A few months ago I got to watch the first one hundred and some minutes of the new Blade Runner movie on a flight, and a few weeks ago I got to see the rest.  I was interested in watching it after having seen the original years ago, and having a whole English class in college where we heavily discussed the movie and the book it was all based on ‘Do Androids Dream of Electric Sheep?’ by Phillip K Dick.  We needed topics to write about and it was way more interesting that a lot of the other English classes.  I definitely recommend the book if you are looking for a good Science Fiction novel. 

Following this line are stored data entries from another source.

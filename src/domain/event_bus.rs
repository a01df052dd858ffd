//! Change feed of the domain store.
//!
//! Every applied store transition publishes one [`StoreEvent`] on the
//! [`EventBus`]. Views either take a raw receiver or a [`StoreFeed`], which
//! turns receiver lag into an explicit [`FeedMessage::Resync`].

use tokio::sync::broadcast::{self, error::RecvError};

use super::StoreEvent;

/// Broadcast bus for [`StoreEvent`]s.
///
/// The ring buffer holds `capacity` events (at least one). A receiver that
/// falls further behind loses the oldest events and must re-read the store.
#[derive(Debug, Clone)]
pub struct EventBus {
    sender: broadcast::Sender<StoreEvent>,
}

impl EventBus {
    /// Creates a new `EventBus` with the given channel capacity.
    #[must_use]
    pub fn new(capacity: usize) -> Self {
        let (sender, _) = broadcast::channel(capacity.max(1));
        Self { sender }
    }

    /// Publishes an event to all subscribers.
    ///
    /// Returns the number of receivers that got the event; with no
    /// receivers the event is dropped.
    pub fn publish(&self, event: StoreEvent) -> usize {
        self.sender.send(event).unwrap_or(0)
    }

    /// Creates a raw receiver for all future events.
    #[must_use]
    pub fn subscribe(&self) -> broadcast::Receiver<StoreEvent> {
        self.sender.subscribe()
    }

    /// Creates a lag-aware feed of all future events.
    #[must_use]
    pub fn feed(&self) -> StoreFeed {
        StoreFeed {
            rx: self.sender.subscribe(),
        }
    }
}

/// One item read from a [`StoreFeed`].
#[derive(Debug, Clone, PartialEq, Eq)]
pub enum FeedMessage {
    /// A store change.
    Changed(StoreEvent),
    /// The feed fell behind and `missed` events were dropped. Cached view
    /// data should be re-read from the store.
    Resync {
        /// Number of dropped events.
        missed: u64,
    },
}

/// Receiver side of the [`EventBus`] that reports lag instead of failing.
#[derive(Debug)]
pub struct StoreFeed {
    rx: broadcast::Receiver<StoreEvent>,
}

impl StoreFeed {
    /// Waits for the next message. Returns `None` once every bus handle
    /// has been dropped.
    pub async fn next(&mut self) -> Option<FeedMessage> {
        match self.rx.recv().await {
            Ok(event) => Some(FeedMessage::Changed(event)),
            Err(RecvError::Lagged(missed)) => {
                tracing::warn!(missed, "store feed lagged");
                Some(FeedMessage::Resync { missed })
            }
            Err(RecvError::Closed) => None,
        }
    }
}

But anyway, the new movie.  The previews for the movie heavily feature Harrison Ford as Deckard, but the fact is he doesn’t show up until 104 minutes into this 130 minute movie.  I hate deceptive advertising, so I found that annoying.  On IMDB Harrison Ford is listed well below most of the bit characters in the movie including ‘Female Replicant’ and ‘Memory Child’.  The character could definitely have been used better.  Otherwise the story revolved around a new cop ‘K’ who was a self-aware Replicant.  While tracking down old Replicants, he finds the bones of Rachel, Harrison Ford’s love interest from the first movie.  The autopsy determines she was pregnant and had a child but seeing as they found no grave they assume the baby lived and was hidden.  K then spends the movie trying to track down this child and for some time believes it is him. 

The first part of the movie is interesting, really until the Harrison Ford bit.  We find out more history of what’s happened between movies, see some neat technology like K’s girlfriend hologram Joy, flying cars, polluted earth, the sort-of-evil-maybe villain who now creates Replicants and is looking to figure out how to make them reproduce.  Where the movie starts to lose it is towards the end.  It tries to fit too much in and wrap up a large story with messy broad strokes and leaves a lot to be desired. 

Some of the science doesn’t make sense either which bothers me.  When K is trying to find the baby, he finds two children with identical DNA, a boy and a girl, and assumes one is a fake because two people can’t have identical DNA.  First off, two people can have the same DNA if they are identical twins, so that’s a fallacy.  In the crazy world of poor record keeping that is painted to be in, it’d be easy for dna samples to get messed up and entered twice.  And finally, there is no way a boy and a girl could have identical DNA.  The 23rd chromosome determines sex for humans, and so for them to be identical one would have to have a X or Y that doesn’t match the gender that was listed, or they’re just pretending that whole thing doesn’t exist.  Not the end of the world, but it bothered me.
Finally at the very end of the movie, K ‘figures out’ who the child is he’s been looking for, which happens to be a minor character he met once but he just assumes has to be the right person.  Seems like a massive assumption on his part and doesn’t make a whole lot of sense.  He also rescues Deckard from a sinking car and has to fight off the bad Replicant character in an ocean area that the car sank in.  Afterwards he tells Deckard that he died in the sinking car so he’s free to see his daughter now, but no one knew he was in the car and obviously they’d never find a body so again, it doesn’t really make sense.

I felt that the movie fell apart in the way that Science Fiction stories often do.  They start out with a good setting, but then get too focused on the technology and lose the story.  Not all the characters really made a lot of sense, and I think the graphics and CGI were the star of the movie.  I felt like there were a lot of big, unanswered questions, and I was never sure who’s side I should be on which made it difficult sometimes.  All the characters were also really prone to murder other characters without a real driving need to do so in many instances.

Overall I was disappointed but not surprised.  Science Fiction suffers from weak story lines as a genre and sequels with big actors can be especially prone to it.  I wouldn’t recommend watching it, unless you’re on a plane with not much else to do.  It’s fine, but not good, and it will leave you with more annoying questions than real answers.